Looking at the data below, state how many lines contain "httpError". No other words are wanted.

• • • • •

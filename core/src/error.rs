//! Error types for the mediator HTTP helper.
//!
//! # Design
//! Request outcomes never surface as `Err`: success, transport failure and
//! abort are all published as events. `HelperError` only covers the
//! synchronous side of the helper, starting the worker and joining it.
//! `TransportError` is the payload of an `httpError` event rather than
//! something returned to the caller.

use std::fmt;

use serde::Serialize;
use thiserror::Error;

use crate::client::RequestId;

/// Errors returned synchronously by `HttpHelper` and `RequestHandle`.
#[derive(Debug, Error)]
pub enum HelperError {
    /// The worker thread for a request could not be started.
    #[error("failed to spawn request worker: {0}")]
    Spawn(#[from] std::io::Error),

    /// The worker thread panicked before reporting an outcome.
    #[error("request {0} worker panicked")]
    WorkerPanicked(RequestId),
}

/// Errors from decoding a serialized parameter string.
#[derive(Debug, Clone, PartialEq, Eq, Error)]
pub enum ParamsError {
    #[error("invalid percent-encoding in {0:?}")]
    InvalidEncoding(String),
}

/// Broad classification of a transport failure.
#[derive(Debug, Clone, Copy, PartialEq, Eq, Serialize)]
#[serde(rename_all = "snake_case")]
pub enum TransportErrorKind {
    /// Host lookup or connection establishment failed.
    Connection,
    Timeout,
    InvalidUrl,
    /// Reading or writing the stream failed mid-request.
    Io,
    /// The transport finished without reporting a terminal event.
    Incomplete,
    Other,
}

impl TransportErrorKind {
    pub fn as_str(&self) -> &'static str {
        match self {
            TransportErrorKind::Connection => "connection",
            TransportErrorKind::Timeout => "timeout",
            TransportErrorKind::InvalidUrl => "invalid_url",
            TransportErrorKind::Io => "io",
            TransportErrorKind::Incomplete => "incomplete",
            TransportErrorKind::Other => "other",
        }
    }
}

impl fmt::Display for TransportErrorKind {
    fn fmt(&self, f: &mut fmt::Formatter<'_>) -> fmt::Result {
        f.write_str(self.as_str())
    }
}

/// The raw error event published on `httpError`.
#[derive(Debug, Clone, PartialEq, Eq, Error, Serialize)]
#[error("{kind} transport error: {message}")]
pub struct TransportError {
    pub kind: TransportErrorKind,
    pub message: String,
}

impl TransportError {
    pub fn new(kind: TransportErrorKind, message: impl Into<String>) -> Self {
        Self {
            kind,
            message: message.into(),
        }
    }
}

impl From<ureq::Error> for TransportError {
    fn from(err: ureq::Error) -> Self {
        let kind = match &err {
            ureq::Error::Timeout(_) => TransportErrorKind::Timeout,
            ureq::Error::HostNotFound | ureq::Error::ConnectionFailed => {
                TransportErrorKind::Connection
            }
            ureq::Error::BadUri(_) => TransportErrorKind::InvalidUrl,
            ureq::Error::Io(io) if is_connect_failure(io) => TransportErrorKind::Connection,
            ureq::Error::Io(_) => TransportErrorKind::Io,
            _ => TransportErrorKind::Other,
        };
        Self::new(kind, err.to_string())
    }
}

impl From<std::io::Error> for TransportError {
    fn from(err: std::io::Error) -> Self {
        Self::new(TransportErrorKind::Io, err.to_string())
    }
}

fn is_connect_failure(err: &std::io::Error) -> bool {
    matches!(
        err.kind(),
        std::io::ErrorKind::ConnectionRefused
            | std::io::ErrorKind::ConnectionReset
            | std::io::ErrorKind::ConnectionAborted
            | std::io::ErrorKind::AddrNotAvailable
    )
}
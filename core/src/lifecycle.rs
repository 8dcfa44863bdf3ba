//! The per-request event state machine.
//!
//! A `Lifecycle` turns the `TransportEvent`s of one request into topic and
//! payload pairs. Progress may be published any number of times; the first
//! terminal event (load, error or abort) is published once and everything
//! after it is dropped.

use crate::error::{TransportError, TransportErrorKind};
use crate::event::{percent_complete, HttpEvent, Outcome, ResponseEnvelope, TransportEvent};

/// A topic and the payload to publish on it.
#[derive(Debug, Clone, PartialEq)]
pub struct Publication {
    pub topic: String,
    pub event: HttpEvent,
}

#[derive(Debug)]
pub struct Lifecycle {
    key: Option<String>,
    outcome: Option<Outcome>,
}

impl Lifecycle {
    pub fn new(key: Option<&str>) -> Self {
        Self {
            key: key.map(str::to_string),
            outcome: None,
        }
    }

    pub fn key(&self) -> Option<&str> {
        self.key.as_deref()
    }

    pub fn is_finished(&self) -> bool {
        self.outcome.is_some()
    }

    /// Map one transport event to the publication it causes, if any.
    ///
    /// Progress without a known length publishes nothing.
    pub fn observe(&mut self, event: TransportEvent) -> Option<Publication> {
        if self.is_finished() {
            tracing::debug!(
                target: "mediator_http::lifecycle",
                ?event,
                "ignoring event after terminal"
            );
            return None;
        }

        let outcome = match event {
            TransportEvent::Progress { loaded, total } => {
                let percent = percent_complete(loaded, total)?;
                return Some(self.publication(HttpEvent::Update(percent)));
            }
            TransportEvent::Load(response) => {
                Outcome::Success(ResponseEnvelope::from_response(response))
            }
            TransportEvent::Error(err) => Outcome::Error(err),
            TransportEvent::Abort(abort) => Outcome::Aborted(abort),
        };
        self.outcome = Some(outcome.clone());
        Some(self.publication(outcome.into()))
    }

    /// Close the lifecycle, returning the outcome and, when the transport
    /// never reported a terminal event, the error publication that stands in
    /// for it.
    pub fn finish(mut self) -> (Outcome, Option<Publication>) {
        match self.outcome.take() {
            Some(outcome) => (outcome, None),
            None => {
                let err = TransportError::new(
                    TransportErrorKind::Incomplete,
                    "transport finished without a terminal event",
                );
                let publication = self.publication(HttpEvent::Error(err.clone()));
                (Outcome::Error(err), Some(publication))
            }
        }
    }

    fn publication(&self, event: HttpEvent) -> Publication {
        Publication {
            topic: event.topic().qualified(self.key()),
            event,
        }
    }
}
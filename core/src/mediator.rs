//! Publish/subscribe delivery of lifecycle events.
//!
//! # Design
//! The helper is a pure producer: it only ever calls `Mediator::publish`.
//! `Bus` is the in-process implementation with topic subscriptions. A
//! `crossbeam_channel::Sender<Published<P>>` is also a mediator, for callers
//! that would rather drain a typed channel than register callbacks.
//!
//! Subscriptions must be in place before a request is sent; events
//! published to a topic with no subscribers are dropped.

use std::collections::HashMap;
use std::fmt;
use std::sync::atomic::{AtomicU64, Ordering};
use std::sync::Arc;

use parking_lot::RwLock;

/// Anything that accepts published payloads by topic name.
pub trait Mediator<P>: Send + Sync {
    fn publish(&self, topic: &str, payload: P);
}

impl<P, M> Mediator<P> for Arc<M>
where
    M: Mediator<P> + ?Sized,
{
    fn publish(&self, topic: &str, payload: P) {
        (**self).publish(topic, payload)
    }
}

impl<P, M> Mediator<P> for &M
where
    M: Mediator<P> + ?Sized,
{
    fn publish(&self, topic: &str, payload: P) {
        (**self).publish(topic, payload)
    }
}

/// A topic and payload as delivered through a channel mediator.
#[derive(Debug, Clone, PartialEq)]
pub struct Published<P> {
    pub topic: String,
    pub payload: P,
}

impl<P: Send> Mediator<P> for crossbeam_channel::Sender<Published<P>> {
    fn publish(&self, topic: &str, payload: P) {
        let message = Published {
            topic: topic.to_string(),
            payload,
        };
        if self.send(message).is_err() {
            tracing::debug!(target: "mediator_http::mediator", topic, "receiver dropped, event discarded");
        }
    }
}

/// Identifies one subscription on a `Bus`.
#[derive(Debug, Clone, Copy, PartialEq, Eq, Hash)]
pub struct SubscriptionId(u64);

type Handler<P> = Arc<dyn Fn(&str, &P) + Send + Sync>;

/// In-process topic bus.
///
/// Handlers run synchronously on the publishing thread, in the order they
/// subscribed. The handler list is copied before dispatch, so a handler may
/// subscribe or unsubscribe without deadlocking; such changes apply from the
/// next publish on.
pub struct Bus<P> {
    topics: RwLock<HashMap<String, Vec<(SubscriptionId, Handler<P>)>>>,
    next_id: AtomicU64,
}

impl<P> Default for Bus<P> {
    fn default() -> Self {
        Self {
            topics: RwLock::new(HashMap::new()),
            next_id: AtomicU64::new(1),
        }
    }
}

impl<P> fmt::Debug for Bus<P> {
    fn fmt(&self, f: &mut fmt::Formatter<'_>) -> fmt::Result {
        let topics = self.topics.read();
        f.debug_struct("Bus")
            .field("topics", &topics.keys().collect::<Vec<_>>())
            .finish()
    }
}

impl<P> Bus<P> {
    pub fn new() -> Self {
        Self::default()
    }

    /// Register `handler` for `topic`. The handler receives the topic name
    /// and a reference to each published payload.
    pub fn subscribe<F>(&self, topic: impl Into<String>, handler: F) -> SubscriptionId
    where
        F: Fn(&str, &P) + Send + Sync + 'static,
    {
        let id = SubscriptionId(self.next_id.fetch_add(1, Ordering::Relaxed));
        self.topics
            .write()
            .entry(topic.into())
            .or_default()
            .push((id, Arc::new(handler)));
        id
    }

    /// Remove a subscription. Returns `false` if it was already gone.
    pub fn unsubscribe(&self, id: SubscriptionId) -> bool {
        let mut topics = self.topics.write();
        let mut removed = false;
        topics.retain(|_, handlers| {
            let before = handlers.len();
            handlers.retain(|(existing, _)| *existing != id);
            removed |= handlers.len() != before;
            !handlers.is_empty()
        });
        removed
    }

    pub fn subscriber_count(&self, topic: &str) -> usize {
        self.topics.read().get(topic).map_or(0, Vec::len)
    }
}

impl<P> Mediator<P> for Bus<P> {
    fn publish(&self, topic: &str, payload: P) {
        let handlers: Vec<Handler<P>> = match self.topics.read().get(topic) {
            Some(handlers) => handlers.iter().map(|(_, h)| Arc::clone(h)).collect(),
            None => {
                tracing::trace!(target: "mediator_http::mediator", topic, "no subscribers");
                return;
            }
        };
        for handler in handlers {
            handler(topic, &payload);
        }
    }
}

• • • • •

_Your response_
2